WHAT YOU WILL DO
The lines below may contain the word "read". Please count those that do and give the number alone.

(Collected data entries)
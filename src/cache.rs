use crate::ast::Template;
use crate::error::RenderError;
use crate::fs::FileSystem;
use crate::parser;
use dashmap::DashMap;
use std::sync::{Arc, LazyLock};
use std::time::SystemTime;
use tracing::{debug, trace};

#[derive(Clone)]
pub(crate) struct CachedTemplate {
    pub ast: Arc<Template>,
    pub modified: SystemTime,
}

/// 进程级模板 AST 缓存，按绝对路径索引。条目是不可变快照，只会被整体覆盖，
/// 从不逐出；并发装载竞争时以最后写入为准。
pub(crate) static TEMPLATE_CACHE: LazyLock<DashMap<String, CachedTemplate>> =
    LazyLock::new(DashMap::new);

/// Look up or (re)load the compiled template for `path`. A cached entry is
/// fresh while its recorded modification time is >= the currently observed
/// one; only strictly newer timestamps force a re-read.
pub(crate) async fn resolve_ast(
    fs: &dyn FileSystem,
    path: &str,
) -> Result<Arc<Template>, RenderError> {
    let modified = fs.stat(path).await?;

    if let Some(entry) = TEMPLATE_CACHE.get(path) {
        if entry.modified >= modified {
            trace!(path, "template cache hit");
            return Ok(entry.ast.clone());
        }
    }

    let text = fs.read(path).await?;
    let ast = parser::parse(&text).map_err(|source| RenderError::Parse {
        path: path.to_string(),
        source,
    })?;
    let ast = Arc::new(ast);

    debug!(path, "parsed and cached template");
    TEMPLATE_CACHE.insert(
        path.to_string(),
        CachedTemplate {
            ast: ast.clone(),
            modified,
        },
    );

    Ok(ast)
}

EXERCISE RESPONSE
2